The first thing that should be noted is that this was a "retrospective" study. In other words the authors looked back at data that had already been collected between 2005 and 2010. Now this isn't necessarily a bad thing, but inevitably in these situations there are details that one would want to know (for example in this case details about what the extra office visits and calls observed in the group who accessed the PHR during the study period were for) that just aren't available. So in this case although the researchers demonstrated that the group who had access to their own medical information via the Kaiser PHR appeared to utilize more services we have very little idea what the focus of this additional utilization was. It is completely feasible that this group had a better understanding of their own health by virtue of having access to their records and were therefore more proactive in seeking advice early around preventive health and early diagnosis of symptoms.
The second point is that because of its retrospective design the research did not have a control group of similar individuals who did not have access to the PHR to compare to. Because the Kaiser integrated delivery system in Colorado is large the researchers were able to look at healthcare utilization data from individuals who did not access the PHR system, however this group were significantly different in a number of demographic attributes to the individuals who accessed the PHR during the study period. The non-users were younger, more likely to be male and had fewer chronic diseases that PHR users. The researchers get around this by using a statistical technique called "propensity scoring". In essence this matches individuals in both groups based on particular characteristics. Now as far as I can see from reading the paper, the only characteristics used to do this propensity scoring were the year(s) of data collection and the historical number of baseline office visits individuals made. Although this approach allows for a better comparison between the two groups you cannot by any means say that the two groups were the same. This fact is demonstrated by looking at baseline ER visits between the groups; the group that did not access the PHR had almost 33% higher ER utilization that those that did, and this suggests that their approach to their own health and how they access services was fundamentally different from individuals who engaged with the PHR.
My final point is that even if one accepts that engagement with a PHR somehow drives greater utilization of services how does this translate in terms of patient outcomes? Unfortunately this data was not available to the researchers, but it is one that needs to be understood. In the brave new world of cost containment and outcome demonstration we have to understand whether the extra half an office visit per year per PHR user shown in this research study delivers value (the definition of which is cost divided by outcome) to the healthcare system as a whole.
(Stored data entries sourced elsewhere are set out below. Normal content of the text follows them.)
use std::f64::consts::TAU;

use foundation::math::Vec3;
use runtime::VisualizationConfig;

use super::material::RouteMaterial;

#[derive(Debug, Copy, Clone, PartialEq)]
pub struct RouteGeometryParams {
    /// Pairs closer than this (chord length) are rejected.
    pub min_distance: f64,
    /// Extra apex altitude per unit of chord length.
    pub altitude_factor: f64,
    pub tube_radius: f64,
    /// Subdivisions along the arc.
    pub tubular_segments: u32,
    /// Subdivisions around the tube.
    pub radial_segments: u32,
    pub trail_length: f32,
}

impl RouteGeometryParams {
    pub fn from_config(config: &VisualizationConfig) -> Self {
        Self {
            min_distance: config.min_route_distance(),
            altitude_factor: config.altitude_factor,
            tube_radius: config.tube_radius,
            tubular_segments: config.tube_segments,
            radial_segments: config.radial_segments,
            trail_length: config.trail_length,
        }
    }
}

/// Quadratic Bézier through `start`, a raised `control` and `end`.
#[derive(Debug, Copy, Clone, PartialEq)]
pub struct ArcCurve {
    pub start: Vec3,
    pub control: Vec3,
    pub end: Vec3,
}

impl ArcCurve {
    /// Lifts the chord midpoint along its own direction to
    /// `|mid| + distance * altitude_factor`.
    pub fn raised(start: Vec3, end: Vec3, altitude_factor: f64) -> Self {
        let mid = (start + end) * 0.5;
        let distance = start.distance(end);
        // Antipodal endpoints put the midpoint at the centre; lift sideways instead.
        let up = mid
            .try_normalize()
            .unwrap_or_else(|| (end - start).any_orthogonal());
        let control = up * (mid.length() + distance * altitude_factor);
        Self {
            start,
            control,
            end,
        }
    }

    pub fn point_at(&self, t: f64) -> Vec3 {
        let s = 1.0 - t;
        self.start * (s * s) + self.control * (2.0 * s * t) + self.end * (t * t)
    }

    pub fn tangent_at(&self, t: f64) -> Vec3 {
        (self.control - self.start) * (2.0 * (1.0 - t)) + (self.end - self.control) * (2.0 * t)
    }
}

/// Indexed triangle mesh of a tube swept along an [`ArcCurve`].
///
/// Vertices are laid out ring by ring: `(tubular_segments + 1)` rings of
/// `(radial_segments + 1)` vertices, the last vertex of each ring duplicating
/// the first so the seam gets its own UV. `uv[0]` is the length parameter
/// along the arc in `[0, 1]`, which the trail shader keys on.
#[derive(Debug, Clone, PartialEq)]
pub struct TubeGeometry {
    pub positions: Vec<[f32; 3]>,
    pub normals: Vec<[f32; 3]>,
    pub uvs: Vec<[f32; 2]>,
    pub indices: Vec<u32>,
    pub tubular_segments: u32,
    pub radial_segments: u32,
}

impl TubeGeometry {
    pub fn extrude(curve: &ArcCurve, tubular_segments: u32, radial_segments: u32, radius: f64) -> Self {
        let tubular = tubular_segments.max(1);
        let radial = radial_segments.max(3);
        let ring = (radial + 1) as usize;
        let rings = (tubular + 1) as usize;

        let mut positions = Vec::with_capacity(rings * ring);
        let mut normals = Vec::with_capacity(rings * ring);
        let mut uvs = Vec::with_capacity(rings * ring);

        let chord = (curve.end - curve.start)
            .try_normalize()
            .unwrap_or(Vec3::Z);

        // Parallel-transport frames: carry the previous normal onto each new
        // tangent's plane so the tube does not twist.
        let mut normal: Option<Vec3> = None;
        for i in 0..rings {
            let t = i as f64 / tubular as f64;
            let center = curve.point_at(t);
            let tangent = curve.tangent_at(t).try_normalize().unwrap_or(chord);
            let n = match normal {
                None => tangent.any_orthogonal(),
                Some(prev) => (prev - tangent * prev.dot(tangent))
                    .try_normalize()
                    .unwrap_or_else(|| tangent.any_orthogonal()),
            };
            let b = tangent.cross(n);
            normal = Some(n);

            for j in 0..ring {
                let v = j as f64 / radial as f64;
                let angle = v * TAU;
                let dir = n * angle.cos() + b * angle.sin();
                positions.push((center + dir * radius).to_f32_array());
                normals.push(dir.to_f32_array());
                uvs.push([t as f32, v as f32]);
            }
        }

        let mut indices = Vec::with_capacity(tubular as usize * radial as usize * 6);
        let ring = ring as u32;
        for i in 1..=tubular {
            for j in 1..=radial {
                let a = ring * (i - 1) + (j - 1);
                let b = ring * i + (j - 1);
                let c = ring * i + j;
                let d = ring * (i - 1) + j;
                indices.extend_from_slice(&[a, b, d, b, c, d]);
            }
        }

        Self {
            positions,
            normals,
            uvs,
            indices,
            tubular_segments: tubular,
            radial_segments: radial,
        }
    }

    pub fn vertex_count(&self) -> usize {
        self.positions.len()
    }

    pub fn triangle_count(&self) -> usize {
        self.indices.len() / 3
    }
}

#[derive(Debug, Clone, PartialEq)]
pub struct RouteGeometry {
    pub curve: ArcCurve,
    pub tube: TubeGeometry,
}

/// Geometry plus the material uniforms a new route starts with.
#[derive(Debug, Clone, PartialEq)]
pub struct RouteBuild {
    pub geometry: RouteGeometry,
    pub material: RouteMaterial,
}

/// Builds the arc and tube between two land points.
///
/// Returns `None` for pairs closer than `params.min_distance` (including
/// identical points) or with non-finite coordinates.
pub fn build_route(
    start: Vec3,
    end: Vec3,
    params: &RouteGeometryParams,
    color: [f32; 3],
) -> Option<RouteBuild> {
    let distance = start.distance(end);
    if !distance.is_finite() || distance <= f64::EPSILON || distance < params.min_distance {
        return None;
    }

    let curve = ArcCurve::raised(start, end, params.altitude_factor);
    let tube = TubeGeometry::extrude(
        &curve,
        params.tubular_segments,
        params.radial_segments,
        params.tube_radius,
    );
    Some(RouteBuild {
        geometry: RouteGeometry { curve, tube },
        material: RouteMaterial::new(color, params.trail_length),
    })
}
Don't get me wrong, this article is not an attack on the authors or the research methodologies used in this piece of research. We need to better understand not only how to engage patients in an ongoing dialog about their health, but also what impact that increased engagement has on service delivery. This paper has framed some of those questions, and although not perfect has provided rich food for thought and discussion. It should not, however, tempt us to abandon driving better patient engagement, nor using technology to facilitate this.